The Brown v. Board of Education decision in May 1954 caused the South to spin with resistance, protest, new laws, and outrageous political statements about keeping the public schools separated by race. Louisiana did not want to have any part of integration, and so, they became pretenders and got creative. The Louisiana Pupil Placement Law had their views on segregated education and came up with a plan to prohibit Black children from being in the same school with white children. They created a board of officials and called it the Pupil Placement Board. These officials had the authority to assign students to the schools they would attend in their state. In pretending to keep up with this integration thing, the Pupil Placement Board created an admissions test that Black students had to pass to attend a school with white children. This test was intentionally challenging and was made to limit the number of applicants able to integrate into the schools. That plan did not work too well because the New Orleans Four passed the test plus two more making it a total of six Black students. The number went back to four after the parents of the other two students decided to let them stay at their present schools. The Orleans Parish Public School Board was eventually forced to abolish the Pupil Placement Law and ordered to expand integration by Judge J. Skelly Wright, Eastern District of Louisiana. That decision caused him to endure social ostracism, death threats and a cross burning on his lawn.
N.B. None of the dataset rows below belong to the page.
//! Software mixer backend.
//!
//! [`MixerBackend`] is the control side: it validates calls, keeps the
//! authoritative view of every buffer and source, and forwards changes to the
//! render side ([`Mixer`]) through a lock-free command queue. The renderer
//! reports voices that ran out of samples through the event queue; the
//! control side folds those reports in before answering any query.
//!
//! Queue discipline:
//! - one command slot stays reserved for every live source so its
//!   `RemoveVoice` always fits
//! - transport commands that find no room wait in a control-side backlog and
//!   are replayed, in order, on the next call into the backend
//! - parameter and buffer changes are dropped with `QueueFull` instead

use std::collections::{HashMap, VecDeque};
use std::sync::{Arc, Mutex, MutexGuard};

use glam::Vec3;
use rtrb::{Consumer, Producer};

use crate::audio::BufferFormat;
use crate::config::MixerConfig;
use crate::error::{log_sound_error, BackendErrorCode, SoundError};

use super::{validate_upload, AudioBackend, BufferId, SourceId, SourceSnapshot, SourceState};

mod pcm;
mod queue;
mod render;

pub use pcm::PcmBuffer;
pub use queue::VoiceParams;
pub use render::{Mixer, OutputFormat};

use queue::{MixerChannels, MixerCommand, MixerEvent};

/// One slot for a source's `AddVoice` plus the one reserved for its removal
const MIN_COMMAND_QUEUE_SIZE: usize = 2;

struct SourceEntry {
    snapshot: SourceSnapshot,
    /// Bumped on every play so finish events from earlier playbacks are ignored
    generation: u64,
}

impl SourceEntry {
    fn voice_params(&self) -> VoiceParams {
        VoiceParams {
            pitch: self.snapshot.pitch,
            gain: self.snapshot.gain,
            position: self.snapshot.position,
            looping: self.snapshot.looping,
        }
    }
}

struct ControlState {
    next_id: u32,
    buffers: HashMap<BufferId, Option<Arc<PcmBuffer>>>,
    sources: HashMap<SourceId, SourceEntry>,
    commands: Producer<MixerCommand>,
    events: Consumer<MixerEvent>,
    command_capacity: usize,
    /// Transport commands waiting for queue room
    backlog: VecDeque<MixerCommand>,
}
Bridges and her mother spent the entire first day in the principal’s office because of the chaos in the school and outside the school. Parents took their children out of William Franze Elementary School when Ruby Bridges showed up that day. She remained the only child in her class until the following year. She was met every morning as she walked to school with threats; she only ate food that she brought from home, and she was not allowed to participate in recess.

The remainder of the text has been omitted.